El libro refleja en cierto modo el que vastos sectores de la derecha de nuestro continente entienden que están ante una oportunidad histórica para instaurar nuevamente un «pensamiento único», en el que ya no se discutan sino las herramientas «técnicas» para mejor favorecer los intereses del gran capital, aceptado como portador exclusivo del progreso económico, social y cultural.El ciclo abierto por el proceso venezolano sobre el final del siglo XX y ampliado con diferentes modalidades a varios países de América Latina, constituyó en primer lugar una sorpresa para el mundo de la gran empresa, acunado en los años 90 por el villancico del «fin de la historia». Y el asombro se trocó en pesadilla, en la medida en que el vuelco hacia políticas con aspiraciones de autonomía internacional y algún grado de «justicia social» se reveló duradero y, para peor «contagioso». Acontecimientos como la profunda crisis venezolana y el triunfo electoral de Mauricio Macri en Argentina los han vuelto a una vigilia de esperanza. Kaiser y Álvarez son exponentes «2.0″ del programa de los años 90′, ahora en manos de nuevas generaciones de nativos digitales que aspiran a terminar para siempre con las «lacras del siglo XX» y colaborar con el establecimiento de una hegemonía capitalista en la que la política y el auténtico debate de ideas hayan dejado finalmente de existir, y los «ciudadanos» se hayan resignado de modo irrevocable a la más profunda y schumpeteriana apatía política, con el voto desganado cada dos o cuatro años como único momento para levantar la vista más allá del horizonte individual y familiar, guiado en primer lugar por las aspiraciones de consumo.

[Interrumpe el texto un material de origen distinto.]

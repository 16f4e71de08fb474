//! Logging initialisation.
//!
//! The library only emits `tracing` events; binaries and tests decide how
//! they are rendered.

use tracing_subscriber::{fmt, EnvFilter};

/// Installs a formatted subscriber filtered by `RUST_LOG` (default: `info`).
///
/// Example: `RUST_LOG=u_aps=debug` logs every applied engine step.
///
/// # Panics
/// Panics if a global subscriber is already installed.
pub fn init() {
    let filter = EnvFilter::try_from_default_env().unwrap_or_else(|_| EnvFilter::new("info"));

    fmt()
        .with_env_filter(filter)
        .with_target(true)
        .with_line_number(true)
        .init();
}

/// Test subscriber at `debug`, captured by the test harness.
///
/// Safe to call from every test; only the first call installs it.
pub fn init_test() {
    let _ = fmt()
        .with_env_filter(EnvFilter::new("debug"))
        .with_test_writer()
        .try_init();
}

La experiencia histórica indica que los espera una nueva frustración, y las palabras «imperialismo», «explotación», «clases dominantes» seguirán resonando en el lenguaje de las ciencias sociales y la actividad social y política de nuestro continente y del mundo. Y que las luchas colectivas siguen cauces que ni todos los millones de dólares de think tanks y consultoras pueden detener u obturar. Al llamado a rescatar a nuestros países de la «amenaza populista» no le cabe otra respuesta que la convocatoria a la lucha, frontal, integral, sin concesiones, contra el universo de desigualdad, injusticia y destrucción general, en nombre de las ganancias empresarias, que nos proponen los renovados apóstoles del «republicanismo», dispuestos como siempre a arrasar con todos y con todo lo que el interés del gran capital exija. Ellos son, siempre lo han sido, los que pavimentaron una y otra vez su camino con millares de cadáveres de trabajadores y pobres. Por fortuna, la historia no ha terminado. Y habrá que retomar la proclama, una vez más, de «socialismo o barbarie».